Task details — Say how many lines in the entries contain "PgPoolOptions", giving only the number.
┏━━
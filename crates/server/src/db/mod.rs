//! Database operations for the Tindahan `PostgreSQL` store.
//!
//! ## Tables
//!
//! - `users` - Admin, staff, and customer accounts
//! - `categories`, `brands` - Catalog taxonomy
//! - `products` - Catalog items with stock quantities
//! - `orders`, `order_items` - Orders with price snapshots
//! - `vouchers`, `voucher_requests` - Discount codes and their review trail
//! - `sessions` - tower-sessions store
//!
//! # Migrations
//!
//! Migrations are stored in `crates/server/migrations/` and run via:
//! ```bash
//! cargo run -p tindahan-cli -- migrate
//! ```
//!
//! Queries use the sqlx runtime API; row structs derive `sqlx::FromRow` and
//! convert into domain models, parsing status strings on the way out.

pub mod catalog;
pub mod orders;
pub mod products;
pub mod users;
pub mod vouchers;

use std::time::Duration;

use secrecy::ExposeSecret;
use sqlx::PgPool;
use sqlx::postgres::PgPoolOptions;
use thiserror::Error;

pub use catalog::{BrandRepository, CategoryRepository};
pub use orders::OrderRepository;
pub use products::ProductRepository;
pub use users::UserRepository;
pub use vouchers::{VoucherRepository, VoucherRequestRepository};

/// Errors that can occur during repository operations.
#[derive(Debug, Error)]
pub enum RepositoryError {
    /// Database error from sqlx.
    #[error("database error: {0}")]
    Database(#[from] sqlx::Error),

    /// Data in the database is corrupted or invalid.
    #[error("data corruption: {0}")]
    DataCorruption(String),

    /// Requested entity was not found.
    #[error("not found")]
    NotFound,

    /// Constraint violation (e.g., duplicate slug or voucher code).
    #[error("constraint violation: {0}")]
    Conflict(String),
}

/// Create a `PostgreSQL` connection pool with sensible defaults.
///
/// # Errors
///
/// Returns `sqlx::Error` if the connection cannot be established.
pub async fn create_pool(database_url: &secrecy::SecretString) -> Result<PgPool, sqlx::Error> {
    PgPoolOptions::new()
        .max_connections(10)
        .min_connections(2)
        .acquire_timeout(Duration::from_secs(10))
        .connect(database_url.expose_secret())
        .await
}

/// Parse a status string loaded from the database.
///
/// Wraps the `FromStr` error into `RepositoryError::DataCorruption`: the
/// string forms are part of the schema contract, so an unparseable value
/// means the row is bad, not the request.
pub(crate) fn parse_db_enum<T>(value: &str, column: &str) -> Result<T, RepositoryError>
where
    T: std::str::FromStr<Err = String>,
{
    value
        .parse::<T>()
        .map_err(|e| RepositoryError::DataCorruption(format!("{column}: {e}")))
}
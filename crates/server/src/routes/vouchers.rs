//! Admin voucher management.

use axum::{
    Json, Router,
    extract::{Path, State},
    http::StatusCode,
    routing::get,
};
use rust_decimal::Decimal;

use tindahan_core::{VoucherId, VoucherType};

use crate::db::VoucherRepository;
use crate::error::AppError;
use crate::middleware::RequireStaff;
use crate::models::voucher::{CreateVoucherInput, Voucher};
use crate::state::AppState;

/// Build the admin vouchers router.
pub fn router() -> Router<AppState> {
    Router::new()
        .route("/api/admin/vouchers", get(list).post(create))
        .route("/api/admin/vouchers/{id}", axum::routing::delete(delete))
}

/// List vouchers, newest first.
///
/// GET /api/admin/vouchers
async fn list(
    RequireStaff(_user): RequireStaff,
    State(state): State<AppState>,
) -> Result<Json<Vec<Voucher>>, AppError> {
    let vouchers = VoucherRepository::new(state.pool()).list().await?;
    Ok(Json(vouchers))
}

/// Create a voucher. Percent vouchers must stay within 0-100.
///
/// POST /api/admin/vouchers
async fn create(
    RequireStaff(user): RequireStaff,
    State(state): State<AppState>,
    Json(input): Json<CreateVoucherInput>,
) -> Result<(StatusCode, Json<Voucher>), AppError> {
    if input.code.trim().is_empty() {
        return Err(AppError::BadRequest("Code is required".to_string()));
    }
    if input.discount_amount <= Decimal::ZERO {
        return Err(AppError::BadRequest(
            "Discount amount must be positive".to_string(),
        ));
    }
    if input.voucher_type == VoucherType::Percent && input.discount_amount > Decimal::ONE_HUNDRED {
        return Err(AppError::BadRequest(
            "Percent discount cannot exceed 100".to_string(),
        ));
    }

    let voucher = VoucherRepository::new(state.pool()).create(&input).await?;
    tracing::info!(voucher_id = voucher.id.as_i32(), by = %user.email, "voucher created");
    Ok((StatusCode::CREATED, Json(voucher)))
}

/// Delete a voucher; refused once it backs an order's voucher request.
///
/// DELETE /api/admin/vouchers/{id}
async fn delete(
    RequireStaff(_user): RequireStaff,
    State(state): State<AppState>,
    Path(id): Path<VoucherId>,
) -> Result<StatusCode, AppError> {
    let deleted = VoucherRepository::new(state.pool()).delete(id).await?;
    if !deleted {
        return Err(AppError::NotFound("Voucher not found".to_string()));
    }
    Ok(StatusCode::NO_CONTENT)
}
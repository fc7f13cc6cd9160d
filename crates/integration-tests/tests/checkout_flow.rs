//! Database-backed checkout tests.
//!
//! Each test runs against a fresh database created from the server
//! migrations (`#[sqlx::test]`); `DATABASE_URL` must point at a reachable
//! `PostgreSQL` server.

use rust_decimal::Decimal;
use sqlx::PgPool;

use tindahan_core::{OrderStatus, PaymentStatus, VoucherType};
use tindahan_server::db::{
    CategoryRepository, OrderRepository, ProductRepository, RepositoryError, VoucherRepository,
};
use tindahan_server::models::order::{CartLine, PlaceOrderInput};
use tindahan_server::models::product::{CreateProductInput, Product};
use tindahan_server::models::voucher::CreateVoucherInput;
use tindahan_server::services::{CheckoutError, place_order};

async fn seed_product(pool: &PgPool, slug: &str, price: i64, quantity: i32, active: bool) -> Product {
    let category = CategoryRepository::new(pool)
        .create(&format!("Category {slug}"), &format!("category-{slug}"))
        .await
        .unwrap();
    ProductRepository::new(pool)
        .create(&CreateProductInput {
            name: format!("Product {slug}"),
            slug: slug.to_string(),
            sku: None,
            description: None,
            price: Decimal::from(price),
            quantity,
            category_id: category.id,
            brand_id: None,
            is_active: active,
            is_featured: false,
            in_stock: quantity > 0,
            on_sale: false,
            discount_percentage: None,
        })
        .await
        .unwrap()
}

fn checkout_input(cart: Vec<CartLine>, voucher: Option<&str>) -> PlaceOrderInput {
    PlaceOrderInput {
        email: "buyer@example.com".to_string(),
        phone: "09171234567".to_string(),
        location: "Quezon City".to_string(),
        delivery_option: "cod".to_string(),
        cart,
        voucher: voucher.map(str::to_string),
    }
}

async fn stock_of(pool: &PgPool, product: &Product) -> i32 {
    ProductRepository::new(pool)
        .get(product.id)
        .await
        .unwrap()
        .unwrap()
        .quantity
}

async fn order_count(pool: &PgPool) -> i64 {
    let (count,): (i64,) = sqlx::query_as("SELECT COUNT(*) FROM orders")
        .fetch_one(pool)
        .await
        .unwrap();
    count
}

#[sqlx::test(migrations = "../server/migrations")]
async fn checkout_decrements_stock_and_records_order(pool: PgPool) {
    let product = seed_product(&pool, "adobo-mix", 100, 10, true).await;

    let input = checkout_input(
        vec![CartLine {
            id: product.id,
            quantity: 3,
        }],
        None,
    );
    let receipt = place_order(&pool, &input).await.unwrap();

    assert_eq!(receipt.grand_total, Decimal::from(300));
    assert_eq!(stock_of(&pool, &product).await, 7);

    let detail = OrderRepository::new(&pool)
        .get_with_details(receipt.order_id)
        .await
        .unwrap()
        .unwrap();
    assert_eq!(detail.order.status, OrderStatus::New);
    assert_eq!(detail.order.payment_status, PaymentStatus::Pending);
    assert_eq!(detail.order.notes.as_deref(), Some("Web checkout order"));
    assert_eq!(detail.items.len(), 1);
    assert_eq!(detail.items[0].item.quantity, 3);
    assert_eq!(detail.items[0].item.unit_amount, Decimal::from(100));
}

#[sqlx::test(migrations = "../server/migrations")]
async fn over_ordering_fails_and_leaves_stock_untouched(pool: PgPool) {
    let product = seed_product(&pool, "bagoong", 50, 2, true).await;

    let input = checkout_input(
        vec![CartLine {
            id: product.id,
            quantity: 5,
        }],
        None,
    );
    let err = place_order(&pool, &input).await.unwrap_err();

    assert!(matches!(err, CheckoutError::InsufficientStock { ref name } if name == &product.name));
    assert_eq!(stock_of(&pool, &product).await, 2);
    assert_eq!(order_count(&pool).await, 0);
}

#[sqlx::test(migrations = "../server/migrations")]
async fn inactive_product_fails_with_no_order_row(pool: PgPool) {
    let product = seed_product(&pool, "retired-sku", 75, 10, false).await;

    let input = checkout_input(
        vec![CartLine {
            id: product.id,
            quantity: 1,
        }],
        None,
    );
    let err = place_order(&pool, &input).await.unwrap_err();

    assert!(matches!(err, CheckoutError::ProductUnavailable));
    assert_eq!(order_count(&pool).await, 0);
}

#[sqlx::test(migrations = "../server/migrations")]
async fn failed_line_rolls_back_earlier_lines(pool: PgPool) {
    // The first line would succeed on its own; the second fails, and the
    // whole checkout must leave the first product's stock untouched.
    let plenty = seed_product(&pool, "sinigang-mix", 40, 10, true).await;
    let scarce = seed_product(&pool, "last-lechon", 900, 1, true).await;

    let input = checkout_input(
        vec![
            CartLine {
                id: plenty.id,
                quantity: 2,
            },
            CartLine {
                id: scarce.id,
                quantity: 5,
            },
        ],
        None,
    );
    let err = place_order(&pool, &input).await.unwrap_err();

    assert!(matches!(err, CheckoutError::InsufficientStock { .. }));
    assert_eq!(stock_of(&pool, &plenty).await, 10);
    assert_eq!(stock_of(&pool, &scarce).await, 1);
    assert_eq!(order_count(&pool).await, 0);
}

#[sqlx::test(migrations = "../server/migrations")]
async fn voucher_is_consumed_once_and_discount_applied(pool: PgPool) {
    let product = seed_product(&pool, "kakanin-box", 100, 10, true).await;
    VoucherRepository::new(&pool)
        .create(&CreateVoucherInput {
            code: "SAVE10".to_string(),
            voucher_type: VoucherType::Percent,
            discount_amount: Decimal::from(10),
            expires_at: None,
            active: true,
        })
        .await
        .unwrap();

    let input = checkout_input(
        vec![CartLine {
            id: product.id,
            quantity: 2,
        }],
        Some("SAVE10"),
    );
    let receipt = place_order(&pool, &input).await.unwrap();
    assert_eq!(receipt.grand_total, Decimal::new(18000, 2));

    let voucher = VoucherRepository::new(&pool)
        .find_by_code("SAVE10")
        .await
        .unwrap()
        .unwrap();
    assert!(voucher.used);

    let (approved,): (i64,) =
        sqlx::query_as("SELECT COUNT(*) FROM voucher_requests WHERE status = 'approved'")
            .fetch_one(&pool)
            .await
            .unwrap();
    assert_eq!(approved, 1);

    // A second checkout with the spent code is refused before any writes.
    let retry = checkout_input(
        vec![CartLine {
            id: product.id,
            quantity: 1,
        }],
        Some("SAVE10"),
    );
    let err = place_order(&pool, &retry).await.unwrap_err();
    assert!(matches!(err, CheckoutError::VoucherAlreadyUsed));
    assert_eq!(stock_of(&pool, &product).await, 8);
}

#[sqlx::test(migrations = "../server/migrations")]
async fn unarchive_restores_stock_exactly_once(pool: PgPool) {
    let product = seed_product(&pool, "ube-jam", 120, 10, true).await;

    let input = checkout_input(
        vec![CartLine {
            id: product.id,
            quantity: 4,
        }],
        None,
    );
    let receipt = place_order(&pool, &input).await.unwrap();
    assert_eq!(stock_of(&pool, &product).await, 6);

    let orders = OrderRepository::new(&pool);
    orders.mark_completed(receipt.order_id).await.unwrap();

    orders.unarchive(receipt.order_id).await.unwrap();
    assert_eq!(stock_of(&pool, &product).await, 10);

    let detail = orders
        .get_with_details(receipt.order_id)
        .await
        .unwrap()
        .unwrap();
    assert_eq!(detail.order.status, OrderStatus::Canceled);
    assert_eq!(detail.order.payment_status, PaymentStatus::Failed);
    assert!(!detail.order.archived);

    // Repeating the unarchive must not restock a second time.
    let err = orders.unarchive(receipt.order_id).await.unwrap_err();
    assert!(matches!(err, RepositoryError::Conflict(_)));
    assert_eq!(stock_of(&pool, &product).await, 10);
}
┗━━
Your response — 2